#### Problem details:
In the records below, the line with "one full run" opens the range and the line with "into the tree." closes it; print that range exactly and nothing else.

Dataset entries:

+++++

//! Embedding error types.

use thiserror::Error;

/// Errors that can occur during embedding operations.
#[derive(Debug, Error)]
pub enum EmbeddingError {
    /// Candle model error
    #[error("Candle error: {0}")]
    Candle(#[from] candle_core::Error),

    /// Tokenizer error
    #[error("Tokenizer error: {0}")]
    Tokenizer(String),

    /// Model config or weights unusable
    #[error("Model load error: {0}")]
    ModelLoad(String),

    /// Download error
    #[error("Failed to download model: {0}")]
    Download(String),

    /// IO error
    #[error("IO error: {0}")]
    Io(#[from] std::io::Error),

    /// An earlier load attempt failed; the model stays unavailable
    #[error("Embedding model unavailable: {0}")]
    Unavailable(String),
}
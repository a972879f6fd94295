//! Seed file loading.
//!
//! A seed file holds one topic per line: `[level] name: description`.
//! Bullets (`-`, `*`) and a `(Count: N)` segment are tolerated so that a
//! topic file written by [`TopicTree::to_file`] loads back as a seed.

use std::fs;
use std::path::Path;
use std::sync::OnceLock;

use regex::Regex;
use tracing::{info, instrument, warn};

use crate::error::TreeError;
use crate::tree::TopicTree;
use crate::types::CandidateTopic;

fn seed_line_re() -> &'static Regex {
    static RE: OnceLock<Regex> = OnceLock::new();
    RE.get_or_init(|| {
        Regex::new(
            r"(?i)^(?:[-*•]\s*)?\[(\d+)\]\s*([^:\[\]]+?)\s*(?:\(count:\s*\d+\))?\s*:\s*(.*)$",
        )
        .expect("seed line pattern is valid")
    })
}

/// Parse one seed line. Returns `None` when the line does not match.
pub fn parse_seed_line(line: &str) -> Option<CandidateTopic> {
    let caps = seed_line_re().captures(line.trim())?;
    let level: u32 = caps[1].parse().ok()?;
    let name = caps[2].trim();
    if name.is_empty() {
        return None;
    }
    Some(CandidateTopic::new(level, name, caps[3].trim()))
}

impl TopicTree {
    /// Build a tree from seed text.
    ///
    /// Lines that do not parse, or that cannot be placed in the hierarchy,
    /// are logged and skipped. Fails when no topic could be loaded.
    pub fn from_seed_str(text: &str) -> Result<Self, TreeError> {
        let mut tree = TopicTree::new();
        let mut skipped = 0usize;

        for (lineno, line) in text.lines().enumerate() {
            if line.trim().is_empty() {
                continue;
            }
            let Some(seed) = parse_seed_line(line) else {
                warn!(line = lineno + 1, content = line, "Unparseable seed line, skipping");
                skipped += 1;
                continue;
            };
            if let Err(e) = tree.insert_seed(seed.level, &seed.name, &seed.description) {
                warn!(line = lineno + 1, error = %e, "Seed topic has no parent, skipping");
                skipped += 1;
            }
        }

        if tree.is_empty() {
            return Err(TreeError::SeedParse(format!(
                "no topics parsed ({} lines skipped)",
                skipped
            )));
        }
        info!(topics = tree.len(), skipped, "Loaded seed topics");
        Ok(tree)
    }

    /// Build a tree from a seed file.
    #[instrument]
    pub fn from_seed_file(path: &Path) -> Result<Self, TreeError> {
        let text = fs::read_to_string(path)?;
        Self::from_seed_str(&text)
    }
}
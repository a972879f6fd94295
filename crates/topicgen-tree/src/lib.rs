//! # topicgen-tree
//!
//! Append-only topic hierarchy built during topic generation.
//!
//! Topics live in an arena owned by [`TopicTree`] and are addressed by
//! [`NodeId`]. Nodes are never removed or renamed; the observation count is
//! the only field that changes after insertion.
//!
//! ## Features
//! - Duplicate detection on whitespace/case-normalized names
//! - Flattening to `[level] name (Count: N): description` lines
//! - Loading seed topics from the same line format

pub mod error;
pub mod seed;
pub mod tree;
pub mod types;

pub use error::TreeError;
pub use seed::parse_seed_line;
pub use tree::{Observation, TopicTree};
pub use types::{normalize_name, CandidateTopic, NodeId, TopicNode};
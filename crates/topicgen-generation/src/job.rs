//! One generation run driven by [`Settings`].

use std::path::{Path, PathBuf};
use std::sync::Arc;

use serde::Serialize;
use topicgen_embeddings::EmbeddingModel;
use topicgen_tree::TopicTree;
use topicgen_types::Settings;
use tracing::{error, info, instrument, warn};

use crate::budget::PromptTemplate;
use crate::client::CompletionClient;
use crate::config::GeneratorConfig;
use crate::documents::{load_documents, persist_responses, PersistOutcome};
use crate::error::GenerationError;
use crate::generator::{CancellationFlag, RunStats, RunStatus, TopicGenerator};

/// Summary of a finished job.
#[derive(Debug, Clone, Serialize)]
pub struct JobReport {
    pub status: RunStatus,
    pub stats: RunStats,
    pub documents_total: usize,
    pub documents_attempted: usize,
    pub topic_count: usize,
    pub topic_file: PathBuf,
    /// Response log path, or the backup path if the log could not be written
    pub response_file: PathBuf,
    pub response_log_backed_up: bool,
}

/// Load inputs, run generation, and write the topic file and response log.
///
/// Outputs are written for every terminal status. Errors are returned only
/// for unreadable inputs or unwritable outputs. The response log is written
/// before the topic file, so responses survive a failed topic write.
#[instrument(skip_all, fields(model = %settings.api.model, data = %settings.data))]
pub async fn run_job<C: CompletionClient + 'static>(
    settings: &Settings,
    client: Arc<C>,
    embedder: Option<Arc<dyn EmbeddingModel>>,
    cancel: CancellationFlag,
) -> Result<JobReport, GenerationError> {
    let g = &settings.generation;
    let template = PromptTemplate::from_file(Path::new(&g.prompt))?;
    let tree = TopicTree::from_seed_file(Path::new(&g.seed))?;
    let documents = load_documents(Path::new(&settings.data))?;

    let mut generator = TopicGenerator::new(client, template, GeneratorConfig::from_settings(settings))
        .with_cancellation(cancel);
    if let Some(embedder) = embedder {
        generator = generator.with_embedder(embedder);
    }

    let outcome = generator.run(tree, &documents).await;

    let persisted = persist_responses(
        Path::new(&g.output),
        &settings.backup_path(),
        &documents,
        &outcome.responses,
    )?;
    let (response_file, response_log_backed_up) = match persisted {
        PersistOutcome::Written(path) => (path, false),
        PersistOutcome::BackedUp(path) => (path, true),
    };

    let topic_file = PathBuf::from(&g.topic_output);
    if let Err(e) = outcome.tree.to_file(&topic_file) {
        error!(
            error = %e,
            topic_file = %topic_file.display(),
            responses = %response_file.display(),
            "Failed to write topic file"
        );
        return Err(e.into());
    }

    match &outcome.status {
        RunStatus::Converged | RunStatus::Exhausted => {
            info!(status = ?outcome.status, topics = outcome.tree.len(), "Job complete")
        }
        other => warn!(status = ?other, topics = outcome.tree.len(), "Job ended early"),
    }

    Ok(JobReport {
        status: outcome.status,
        documents_total: documents.len(),
        documents_attempted: outcome.responses.len(),
        topic_count: outcome.tree.len(),
        stats: outcome.stats,
        topic_file,
        response_file,
        response_log_backed_up,
    })
}
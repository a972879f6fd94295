//! topicgen
//!
//! Generates first-level topics for a document corpus with a language model.
//!
//! # Usage
//!
//! ```bash
//! topicgen generate [--config FILE]... [--data PATH] [--seed PATH] [--early-stop N]
//! topicgen parse <FILE>
//! topicgen show-seed <FILE> [--counts]
//! ```
//!
//! # Configuration
//!
//! Configuration is loaded in order (later sources override earlier):
//! 1. Built-in defaults
//! 2. User config file (~/.config/topicgen/config.{toml,yaml,json})
//! 3. Run config file (--config)
//! 4. Environment variables (TOPICGEN_*)
//! 5. CLI flags

use anyhow::Result;
use clap::Parser;

use topicgen_cli::{init_logging, run_generate, show_parsed, show_seed, Cli, Commands};

#[tokio::main]
async fn main() -> Result<()> {
    let cli = Cli::parse();

    match cli.command {
        Commands::Generate(args) => {
            run_generate(args, cli.log_level.as_deref()).await?;
        }
        Commands::Parse { file } => {
            init_logging(cli.log_level.as_deref().unwrap_or("warn"))?;
            show_parsed(&file)?;
        }
        Commands::ShowSeed { file, counts } => {
            init_logging(cli.log_level.as_deref().unwrap_or("warn"))?;
            show_seed(&file, counts)?;
        }
    }

    Ok(())
}
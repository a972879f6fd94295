//! # topicgen-generation
//!
//! First-level topic generation: prompt each document against the current
//! topic list, parse the topics the model proposes, merge them into the
//! tree, and stop once new topics stop appearing.
//!
//! ## Modules
//! - `parser`: `[level] name: description` extraction from model output
//! - `budget`: fitting a document and topic list into the prompt window
//! - `generator`: the per-document loop and its terminal states
//! - `client`: completion client trait, HTTP client and scripted mock
//! - `tokens`: token estimation and truncation
//! - `documents`: JSONL corpus input and response log output
//! - `job`: one full run driven by [`topicgen_types::Settings`]

pub mod budget;
pub mod client;
pub mod config;
pub mod documents;
pub mod error;
pub mod generator;
pub mod job;
pub mod parser;
pub mod tokens;

pub use budget::{BudgetStrategy, FormattedPrompt, PromptBudget, PromptBudgeter, PromptTemplate};
pub use client::{
    ApiCompletionClient, CompletionClient, CompletionError, CompletionParams, MockCompletionClient,
    MockReply,
};
pub use config::GeneratorConfig;
pub use documents::{load_documents, persist_responses, write_response_log, Document, PersistOutcome};
pub use error::GenerationError;
pub use generator::{
    CancellationFlag, GenerationOutcome, ResponseEntry, RunState, RunStats, RunStatus, StepOutcome,
    TopicGenerator,
};
pub use job::{run_job, JobReport};
pub use parser::parse_topics;
pub use tokens::{TiktokenCounter, TokenCounter, WordCounter};
//! The per-document generation loop.
//!
//! Each document is formatted against the current topic list, sent to the
//! model, and the level-1 topics in the answer are merged into the tree.
//! The run converges once `early_stop` consecutive documents add nothing
//! new. Every way a run ends is a [`RunStatus`]; partial results survive
//! all of them.

use std::sync::atomic::{AtomicBool, Ordering};
use std::sync::Arc;

use chrono::{DateTime, Utc};
use serde::{Serialize, Serializer};
use topicgen_embeddings::EmbeddingModel;
use topicgen_tree::{Observation, TopicTree};
use tracing::{debug, info, warn};
use ulid::Ulid;

use crate::budget::{BudgetStrategy, PromptBudgeter, PromptTemplate};
use crate::client::{CompletionClient, CompletionError};
use crate::config::GeneratorConfig;
use crate::documents::Document;
use crate::parser::parse_topics;

/// Cooperative stop request shared between the loop and a signal handler.
#[derive(Debug, Clone, Default)]
pub struct CancellationFlag(Arc<AtomicBool>);

impl CancellationFlag {
    pub fn new() -> Self {
        Self::default()
    }

    pub fn cancel(&self) {
        self.0.store(true, Ordering::SeqCst);
    }

    pub fn is_cancelled(&self) -> bool {
        self.0.load(Ordering::SeqCst)
    }
}

/// One entry of the response log.
#[derive(Debug, Clone, PartialEq, Eq)]
pub enum ResponseEntry {
    /// Raw model output
    Completed(String),
    /// The run was cancelled while this document was in progress
    Interrupted,
    /// The completion failed for this document
    Error,
}

impl ResponseEntry {
    pub fn as_str(&self) -> &str {
        match self {
            ResponseEntry::Completed(text) => text,
            ResponseEntry::Interrupted => "Interrupted",
            ResponseEntry::Error => "Error",
        }
    }
}

impl Serialize for ResponseEntry {
    fn serialize<S: Serializer>(&self, serializer: S) -> Result<S::Ok, S::Error> {
        serializer.serialize_str(self.as_str())
    }
}

/// Lifecycle of a run. Everything but `Running` is terminal.
#[derive(Debug, Clone, PartialEq, Eq, Serialize)]
#[serde(tag = "status", content = "reason", rename_all = "snake_case")]
pub enum RunStatus {
    Running,
    /// `early_stop` consecutive documents added no topic
    Converged,
    /// Cancelled by the caller
    Interrupted,
    /// A completion failed; the message says why
    Failed(String),
    /// Ran out of documents before converging
    Exhausted,
}

impl RunStatus {
    pub fn is_terminal(&self) -> bool {
        !matches!(self, RunStatus::Running)
    }
}

/// Result of processing one document.
#[derive(Debug, Clone, PartialEq, Eq)]
pub enum StepOutcome {
    Continue,
    Stop(RunStatus),
}

/// Counters for one run.
#[derive(Debug, Clone, Serialize)]
pub struct RunStats {
    pub run_id: String,
    pub started_at: DateTime<Utc>,
    pub finished_at: Option<DateTime<Utc>>,
    pub documents_processed: usize,
    pub topics_added: usize,
    pub duplicates_merged: usize,
    pub discarded_candidates: usize,
    pub empty_responses: usize,
    pub truncated_documents: usize,
    pub pruned_prompts: usize,
}

impl RunStats {
    fn start() -> Self {
        Self {
            run_id: Ulid::new().to_string(),
            started_at: Utc::now(),
            finished_at: None,
            documents_processed: 0,
            topics_added: 0,
            duplicates_merged: 0,
            discarded_candidates: 0,
            empty_responses: 0,
            truncated_documents: 0,
            pruned_prompts: 0,
        }
    }
}

/// Mutable state of one run.
#[derive(Debug, Clone)]
pub struct RunState {
    pub tree: TopicTree,
    /// `[level] name: description` view of the tree, rebuilt after every insert
    pub topics_list: Vec<String>,
    pub docs_since_new_topic: usize,
    pub responses: Vec<ResponseEntry>,
    pub stats: RunStats,
}

impl RunState {
    pub fn new(tree: TopicTree) -> Self {
        let topics_list = tree.to_topic_list(true, false);
        Self {
            tree,
            topics_list,
            docs_since_new_topic: 0,
            responses: Vec::new(),
            stats: RunStats::start(),
        }
    }

    fn refresh_topics(&mut self) {
        self.topics_list = self.tree.to_topic_list(true, false);
    }

    fn stop(&mut self, entry: ResponseEntry, status: RunStatus) -> StepOutcome {
        self.responses.push(entry);
        StepOutcome::Stop(status)
    }
}

/// Everything a finished run produced.
#[derive(Debug, Clone)]
pub struct GenerationOutcome {
    pub status: RunStatus,
    pub tree: TopicTree,
    pub topics_list: Vec<String>,
    pub responses: Vec<ResponseEntry>,
    pub stats: RunStats,
}

/// Drives first-level topic generation over a document sequence.
pub struct TopicGenerator<C> {
    client: Arc<C>,
    budgeter: PromptBudgeter,
    template: PromptTemplate,
    config: GeneratorConfig,
    cancel: CancellationFlag,
}

impl<C: CompletionClient + 'static> TopicGenerator<C> {
    pub fn new(client: Arc<C>, template: PromptTemplate, config: GeneratorConfig) -> Self {
        let budgeter = PromptBudgeter::new(client.clone(), config.max_topic_headroom);
        Self {
            client,
            budgeter,
            template,
            config,
            cancel: CancellationFlag::new(),
        }
    }

    /// Rank topics by similarity when a prompt needs pruning.
    pub fn with_embedder(mut self, embedder: Arc<dyn EmbeddingModel>) -> Self {
        self.budgeter = self.budgeter.with_embedder(embedder);
        self
    }

    pub fn with_cancellation(mut self, cancel: CancellationFlag) -> Self {
        self.cancel = cancel;
        self
    }

    /// Flag that stops the run at the next document boundary.
    pub fn cancellation(&self) -> CancellationFlag {
        self.cancel.clone()
    }

    pub fn config(&self) -> &GeneratorConfig {
        &self.config
    }

    /// Process one document.
    pub async fn step(&self, state: &mut RunState, document: &Document) -> StepOutcome {
        if self.cancel.is_cancelled() {
            info!(doc = %document.id, "Cancelled before document");
            return state.stop(ResponseEntry::Interrupted, RunStatus::Interrupted);
        }

        let formatted = self.budgeter.format_prompt(
            &self.template,
            &document.text,
            &state.topics_list,
            self.config.token_limit,
        );
        match formatted.strategy {
            BudgetStrategy::Full => {}
            BudgetStrategy::TruncatedDocument { topics_pruned } => {
                state.stats.truncated_documents += 1;
                if topics_pruned {
                    state.stats.pruned_prompts += 1;
                }
            }
            BudgetStrategy::SimilarityPruned | BudgetStrategy::GreedyPruned => {
                state.stats.pruned_prompts += 1;
            }
        }
        debug!(
            doc = %document.id,
            strategy = ?formatted.strategy,
            topics = formatted.topics_included,
            of = formatted.topics_total,
            "Formatted prompt"
        );

        let response = match self.client.complete(&formatted.prompt, &self.config.params).await {
            Ok(text) => text,
            Err(CompletionError::Interrupted) => {
                info!(doc = %document.id, "Completion interrupted");
                return state.stop(ResponseEntry::Interrupted, RunStatus::Interrupted);
            }
            Err(e) => {
                warn!(doc = %document.id, error = %e, "Completion failed, stopping run");
                return state.stop(ResponseEntry::Error, RunStatus::Failed(e.to_string()));
            }
        };

        if self.cancel.is_cancelled() {
            info!(doc = %document.id, "Cancelled during completion, discarding response");
            return state.stop(ResponseEntry::Interrupted, RunStatus::Interrupted);
        }
        debug!(doc = %document.id, response = %response, "Model response");

        let candidates = parse_topics(&response);
        if candidates.is_empty() {
            debug!(doc = %document.id, "No topics in response");
            state.stats.empty_responses += 1;
        }

        let mut added_new_topic = false;
        for candidate in candidates {
            if candidate.level != 1 {
                warn!(doc = %document.id, topic = %candidate, "Discarding non-level-1 topic");
                state.stats.discarded_candidates += 1;
                continue;
            }
            match state.tree.observe(&candidate.name, &candidate.description) {
                Ok(Observation::Added(id)) => {
                    info!(%id, name = %candidate.name, "New topic");
                    state.stats.topics_added += 1;
                    added_new_topic = true;
                    state.refresh_topics();
                }
                Ok(Observation::Merged { count, .. }) => {
                    debug!(name = %candidate.name, count, "Duplicate topic");
                    state.stats.duplicates_merged += 1;
                }
                Err(e) => {
                    warn!(doc = %document.id, error = %e, "Topic tree rejected candidate");
                    return state.stop(ResponseEntry::Error, RunStatus::Failed(e.to_string()));
                }
            }
        }

        state.responses.push(ResponseEntry::Completed(response));
        state.stats.documents_processed += 1;

        if added_new_topic {
            state.docs_since_new_topic = 0;
        } else {
            state.docs_since_new_topic += 1;
            if state.docs_since_new_topic >= self.config.early_stop {
                info!(
                    docs = state.docs_since_new_topic,
                    "No new topics for early_stop documents, converged"
                );
                return StepOutcome::Stop(RunStatus::Converged);
            }
        }
        StepOutcome::Continue
    }

    /// Run over `documents` in order, starting from `tree`.
    pub async fn run(&self, tree: TopicTree, documents: &[Document]) -> GenerationOutcome {
        let mut state = RunState::new(tree);
        info!(
            run_id = %state.stats.run_id,
            documents = documents.len(),
            seed_topics = state.tree.len(),
            "Starting topic generation"
        );

        let mut status = RunStatus::Exhausted;
        for document in documents {
            if let StepOutcome::Stop(terminal) = self.step(&mut state, document).await {
                status = terminal;
                break;
            }
        }

        state.stats.finished_at = Some(Utc::now());
        info!(
            run_id = %state.stats.run_id,
            status = ?status,
            attempted = state.responses.len(),
            topics = state.tree.len(),
            added = state.stats.topics_added,
            "Topic generation finished"
        );

        GenerationOutcome {
            status,
            topics_list: state.tree.to_topic_list(true, false),
            tree: state.tree,
            responses: state.responses,
            stats: state.stats,
        }
    }
}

+++++

#### Result of the exercise:
//! - `job`: one full run driven by [`topicgen_types::Settings`]

pub mod budget;
pub mod client;
pub mod config;
pub mod documents;
pub mod error;
pub mod generator;
pub mod job;
pub mod parser;
pub mod tokens;

pub use budget::{BudgetStrategy, FormattedPrompt, PromptBudget, PromptBudgeter, PromptTemplate};
pub use client::{
    ApiCompletionClient, CompletionClient, CompletionError, CompletionParams, MockCompletionClient,
    MockReply,
};
pub use config::GeneratorConfig;
pub use documents::{load_documents, persist_responses, write_response_log, Document, PersistOutcome};
pub use error::GenerationError;
pub use generator::{
    CancellationFlag, GenerationOutcome, ResponseEntry, RunState, RunStats, RunStatus, StepOutcome,
    TopicGenerator,
};
pub use job::{run_job, JobReport};
pub use parser::parse_topics;
pub use tokens::{TiktokenCounter, TokenCounter, WordCounter};
//! The per-document generation loop.
//!
//! Each document is formatted against the current topic list, sent to the
//! model, and the level-1 topics in the answer are merged into the tree.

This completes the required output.